Quase um século depois da publicação do artigo de Henry Smith, já na década de 1970, surgiu um novo texto, escrito pelo roteirista de cinema norte-americano Ted Perry, inspirado no discurso do Cacique Seattle. Os ambientalistas fizeram deste novo texto uma espécie de manifesto ecológico do período e o distribuíram em universidades mundo afora.

Recriação livre e poética do artigo publicado por Smith, o texto de Ted Perry tornou-se a versão mais difundida do que hoje se conhece como A Carta do Cacique Seattle,e é a que se encontra publicada neste Seminário Junguiano.

Assim, A Carta do Cacique Seattle tornou-se uma construção histórica, nascida de um pronunciamento original e que foi ganhando novos contornos poéticos e políticos ao longo do tempo.

Mas sua essência permanece e reverbera ainda hoje, 150 anos depois do discurso. Os sentimentos expressos pelo líder das tribos Duwamish e Suquamish se identificam com os de todos os povos afetados pelo desenvolvimento de sociedades mercantis e industriais. A Carta é um forte chamado à nossa consciência ecológica. Uma peça de literatura poética, que tem como assunto central a identidade humana com a Mãe Natureza – a Terra Mãe, como a chamava o chefe indígena.

O CACIQUE SEATTLE

Filho de um importante líder da tribo Suquamish e de uma escrava, o cacique Seattle nasceu por volta de 1786. Em torno de 1800, os Suquamish sofreram uma série de ataques de tribos vizinhas. O jovem Seattle participou de algumas dessas batalhas, nas quais demonstrou coragem e astúcia.

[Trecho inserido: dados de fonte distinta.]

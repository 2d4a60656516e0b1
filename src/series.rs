//! Measurement series and summary statistics
//!
//! `MeasurementSeries` owns a timer, appends one entry per successful stop and
//! summarizes the full history on demand. Failed operations leave the history
//! untouched.

use serde::{Deserialize, Serialize};

use crate::clock::{Clock, MonotonicClock};
use crate::error::TimerError;
use crate::timer::HighPrecisionTimer;

/// Summary of a measurement history.
///
/// Extrema and mean are `None` for an empty history (serialized as `null`).
#[derive(Debug, Clone, Copy, PartialEq, Serialize, Deserialize)]
pub struct Statistics {
    pub count: usize,
    pub average: Option<f64>,
    pub min: Option<f64>,
    pub max: Option<f64>,
}

impl Statistics {
    /// Compute statistics over `values`
    pub fn from_values(values: &[f64]) -> Self {
        if values.is_empty() {
            return Self {
                count: 0,
                average: None,
                min: None,
                max: None,
            };
        }

        let sum: f64 = values.iter().sum();
        let min = values.iter().copied().fold(f64::INFINITY, f64::min);
        let max = values.iter().copied().fold(f64::NEG_INFINITY, f64::max);

        Self {
            count: values.len(),
            average: Some(sum / values.len() as f64),
            min: Some(min),
            max: Some(max),
        }
    }

    /// Serialize to JSON
    pub fn to_json(&self) -> Result<String, serde_json::Error> {
        serde_json::to_string(self)
    }
}

/// Accumulates elapsed-time results from a reused timer.
#[derive(Debug)]
pub struct MeasurementSeries<C: Clock = MonotonicClock> {
    timer: HighPrecisionTimer<C>,
    history: Vec<f64>,
    latest: Option<f64>,
}

impl Default for MeasurementSeries<MonotonicClock> {
    fn default() -> Self {
        Self::new()
    }
}

impl MeasurementSeries<MonotonicClock> {
    pub fn new() -> Self {
        Self::with_timer(HighPrecisionTimer::new())
    }
}

impl<C: Clock> MeasurementSeries<C> {
    /// Create an empty series driving `timer`
    pub fn with_timer(timer: HighPrecisionTimer<C>) -> Self {
        Self {
            timer,
            history: Vec::new(),
            latest: None,
        }
    }

    pub fn start_measurement(&mut self) -> Result<(), TimerError> {
        self.timer.start()
    }

    /// Stop the running measurement and record it
    pub fn stop_measurement(&mut self) -> Result<f64, TimerError> {
        let elapsed = self.timer.stop()?;
        self.history.push(elapsed);
        self.latest = Some(elapsed);
        Ok(elapsed)
    }

    /// Stop the running measurement without recording it.
    ///
    /// Returns the discarded elapsed time. Used when a trial ends without a
    /// valid response (e.g. a response timeout).
    pub fn abandon_measurement(&mut self) -> Result<f64, TimerError> {
        self.timer.stop()
    }

    pub fn statistics(&self) -> Statistics {
        Statistics::from_values(&self.history)
    }

    /// Most recently recorded measurement
    pub fn latest(&self) -> Option<f64> {
        self.latest
    }

    /// All recorded measurements in insertion order
    pub fn history(&self) -> &[f64] {
        &self.history
    }

    pub fn len(&self) -> usize {
        self.history.len()
    }

    pub fn is_empty(&self) -> bool {
        self.history.is_empty()
    }

    pub fn is_measuring(&self) -> bool {
        self.timer.is_running()
    }

    pub fn timer(&self) -> &HighPrecisionTimer<C> {
        &self.timer
    }
}

#[cfg(test)]
mod tests {
    use super::*;
    use crate::clock::ManualClock;
    use pretty_assertions::assert_eq;
    use std::thread;
    use std::time::Duration;

    fn manual_series() -> (MeasurementSeries<ManualClock>, ManualClock) {
        let clock = ManualClock::new();
        let series = MeasurementSeries::with_timer(HighPrecisionTimer::with_clock(clock.clone()));
        (series, clock)
    }

    fn record(series: &mut MeasurementSeries<ManualClock>, clock: &ManualClock, ms: f64) -> f64 {
        series.start_measurement().unwrap();
        clock.advance_ms(ms);
        series.stop_measurement().unwrap()
    }

    #[test]
    fn test_empty_statistics_are_absent() {
        let (series, _clock) = manual_series();
        let stats = series.statistics();

        assert_eq!(stats.count, 0);
        assert_eq!(stats.average, None);
        assert_eq!(stats.min, None);
        assert_eq!(stats.max, None);
        assert_eq!(series.latest(), None);
    }

    #[test]
    fn test_statistics_over_known_values() {
        let (mut series, clock) = manual_series();
        for ms in [250.0, 180.0, 320.0, 210.0] {
            record(&mut series, &clock, ms);
        }

        let stats = series.statistics();
        assert_eq!(stats.count, 4);
        assert!((stats.average.unwrap() - 240.0).abs() < 1e-6);
        assert!((stats.min.unwrap() - 180.0).abs() < 1e-6);
        assert!((stats.max.unwrap() - 320.0).abs() < 1e-6);
        assert!((series.latest().unwrap() - 210.0).abs() < 1e-6);
    }

    #[test]
    fn test_history_preserves_insertion_order() {
        let (mut series, clock) = manual_series();
        for ms in [3.0, 1.0, 2.0] {
            record(&mut series, &clock, ms);
        }

        let history: Vec<f64> = series.history().iter().map(|v| v.round()).collect();
        assert_eq!(history, vec![3.0, 1.0, 2.0]);
    }

    #[test]
    fn test_statistics_idempotent() {
        let (mut series, clock) = manual_series();
        record(&mut series, &clock, 120.0);
        record(&mut series, &clock, 80.0);

        let first = series.statistics();
        let second = series.statistics();
        assert_eq!(first, second);
    }

    #[test]
    fn test_stop_without_start_leaves_history_unchanged() {
        let (mut series, clock) = manual_series();
        record(&mut series, &clock, 50.0);

        assert_eq!(series.stop_measurement(), Err(TimerError::NotRunning));
        assert_eq!(series.len(), 1);
        assert!((series.latest().unwrap() - 50.0).abs() < 1e-6);
    }

    #[test]
    fn test_double_start_propagates_and_keeps_first_instant() {
        let (mut series, clock) = manual_series();

        series.start_measurement().unwrap();
        clock.advance_ms(30.0);
        assert_eq!(series.start_measurement(), Err(TimerError::AlreadyRunning));
        clock.advance_ms(30.0);

        let elapsed = series.stop_measurement().unwrap();
        assert!((elapsed - 60.0).abs() < 1e-6);
        assert_eq!(series.len(), 1);
    }

    #[test]
    fn test_abandon_does_not_record() {
        let (mut series, clock) = manual_series();

        series.start_measurement().unwrap();
        clock.advance_ms(2_000.0);
        let discarded = series.abandon_measurement().unwrap();

        assert!((discarded - 2_000.0).abs() < 1e-6);
        assert!(series.is_empty());
        assert!(!series.is_measuring());
        assert_eq!(series.abandon_measurement(), Err(TimerError::NotRunning));
    }

    #[test]
    fn test_history_len_matches_successful_stops() {
        let (mut series, clock) = manual_series();
        let mut stops = 0;

        for i in 0..10 {
            if i % 3 != 0 {
                series.start_measurement().unwrap();
                clock.advance_ms(1.0);
            }
            if series.stop_measurement().is_ok() {
                stops += 1;
            }
        }

        assert_eq!(series.len(), stops);
    }

    #[test]
    fn test_statistics_json_encodes_absent_as_null() {
        let json = Statistics::from_values(&[]).to_json().unwrap();
        let value: serde_json::Value = serde_json::from_str(&json).unwrap();

        assert_eq!(value["count"], 0);
        assert!(value["average"].is_null());
        assert!(value["min"].is_null());
        assert!(value["max"].is_null());
    }

    #[test]
    fn test_end_to_end_real_clock() {
        let mut series = MeasurementSeries::new();

        series.start_measurement().unwrap();
        thread::sleep(Duration::from_millis(100));
        let first = series.stop_measurement().unwrap();
        assert!((90.0..=110.0).contains(&first), "Expected ~100ms, got {first}ms");

        series.start_measurement().unwrap();
        thread::sleep(Duration::from_millis(50));
        let second = series.stop_measurement().unwrap();
        assert!((40.0..=60.0).contains(&second), "Expected ~50ms, got {second}ms");

        let stats = series.statistics();
        assert_eq!(stats.count, 2);
        assert_eq!(stats.min, Some(second));
        assert_eq!(stats.max, Some(first));
        assert!((stats.average.unwrap() - (first + second) / 2.0).abs() < 1e-9);
    }
}
//! Error types for Reflex Timer

use thiserror::Error;

/// Misuse of the timer's start/stop state machine
#[derive(Debug, Clone, Copy, PartialEq, Eq, Error)]
pub enum TimerError {
    #[error("Timer is already running")]
    AlreadyRunning,

    #[error("Timer is not running")]
    NotRunning,
}

/// Errors raised while loading or validating a session configuration
#[derive(Debug, Error)]
pub enum ConfigError {
    #[error("Invalid session configuration: {0}")]
    Invalid(String),

    #[error("Invalid JSON: {0}")]
    JsonError(#[from] serde_json::Error),

    #[error("Failed to read configuration: {0}")]
    Io(#[from] std::io::Error),
}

Sua liderança passou a se firmar a partir de 1805, quando introduziu novos métodos de combate. O mais engenhoso consistia no corte de uma grande árvore, de modo que caísse atravessada no rio por onde os Suquamish seriam atacados. Como os ataques eram feitos durante à noite, os inimigos terminavam se chocando com o tronco de árvore. Enquanto se ocupavam em tentar salvar suas canoas e equipamentos, os homens de Seattle os atavam de terra firme. Logo depois da vitória contra as tribos da região de Green Rivers, ele se apropriou do nome do avô – Seeyahtlh – e se tornou o chefe das tribos Suquamish e Duwamish.

Em 10 de janeiro de 1854, diante do Governador de Washington, Isaac Stevens, recomendou a suas tribos que fossem para a reserva que o governo lhes destinava. Sabia que não poderia resistir às armas de fogo, caso optasse pelo confronto. Por isso preferiu deixar suas palavras para a história e assegurar direitos que considerava inegociáveis para o seu povo. “The indian’s night promises to be dark” (“a noite dos índios será escura”), teria dito ele na ocasião, de acordo com Henry Smith.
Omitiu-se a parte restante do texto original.